Yeah they’ve been really supportive from the beginning. I doubt any of this would have been possible if they hadn’t been so supportive. The whole thing has been really surreal – I think we were on the cover three months after we played our first show. It’s all a bit bizarre, but we are grateful for it. There’s good and bad that goes with that, though. If NME are calling you THE next band, you’re are just minding your own business in your bedroom writing songs and then suddenly you have these huge titles to live up to. So we decided instead of trying live up to it – to not try – and just do what we do.
So how do you feel about ‘fame’ and all that comes with it?
I don’t really like it. I like being on stage and I like being creative and I love writing songs. I do feel uncomfortable when people come up to me in the street, I kind of have a problem with eye contact and I can get a bit bashful [laughs].
Do you enjoy festivals then, I mean that’s 10,000 eyes staring at you?

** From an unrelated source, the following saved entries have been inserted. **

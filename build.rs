use std::process::Command;

fn main() {
    // Prefer the checkout's HEAD; container builds pass GIT_SHA instead
    let git_sha = Command::new("git")
        .args(["rev-parse", "--short", "HEAD"])
        .output()
        .ok()
        .filter(|o| o.status.success())
        .map(|o| String::from_utf8_lossy(&o.stdout).trim().to_string())
        .or_else(|| std::env::var("GIT_SHA").ok())
        .unwrap_or_else(|| "unknown".to_string());

    println!("cargo:rustc-env=GIT_SHA={git_sha}");
    println!("cargo:rerun-if-env-changed=GIT_SHA");
    println!("cargo:rerun-if-changed=.git/HEAD");
}
use crate::tracking::landmarks::Vec3;

pub const DOT_COUNT: usize = 9;

const fn at(x: f32, y: f32) -> Vec3 {
    Vec3 { x, y, z: 0.0 }
}

/// Scene-space dot positions, left to right then top to bottom.
pub const DOT_POSITIONS: [Vec3; DOT_COUNT] = [
    at(-4.0, 3.0),
    at(0.0, 3.0),
    at(4.0, 3.0),
    at(-4.0, 0.0),
    at(0.0, 0.0),
    at(4.0, 0.0),
    at(-4.0, -3.0),
    at(0.0, -3.0),
    at(4.0, -3.0),
];

pub fn dot_position(index: usize) -> Option<Vec3> {
    DOT_POSITIONS.get(index).copied()
}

I don’t like festivals like Glastonbury. You go there and they have people bungee jumping. There is a festival in Spain called Primavera Sound and it’s just about up and coming bands. It’s curated really well and is about nothing but the music… and there aren’t any trampolines.
Have you had a favourite gig?
I have two. One was at the HMV institute in London. It felt a bit like a homecoming as we sort of consider London our second home now. The other one was ‘another homecoming’ at a venue called Webster Hall in New York. That was really beautiful. I mean any kid who grows up in New York and dreams of being in a band dreams of playing Webster Hall. We got on stage and had a sound check and it felt really surreal.
So what’s next for the Drums?
We’ve just finished our tour so we’re heading back to New York, and we’re working on another album that should hopefully be out next autumn. We aren’t one of those bands who gets carried away. We take everything as it comes. Nothing lasts forever so you have to keep putting out work.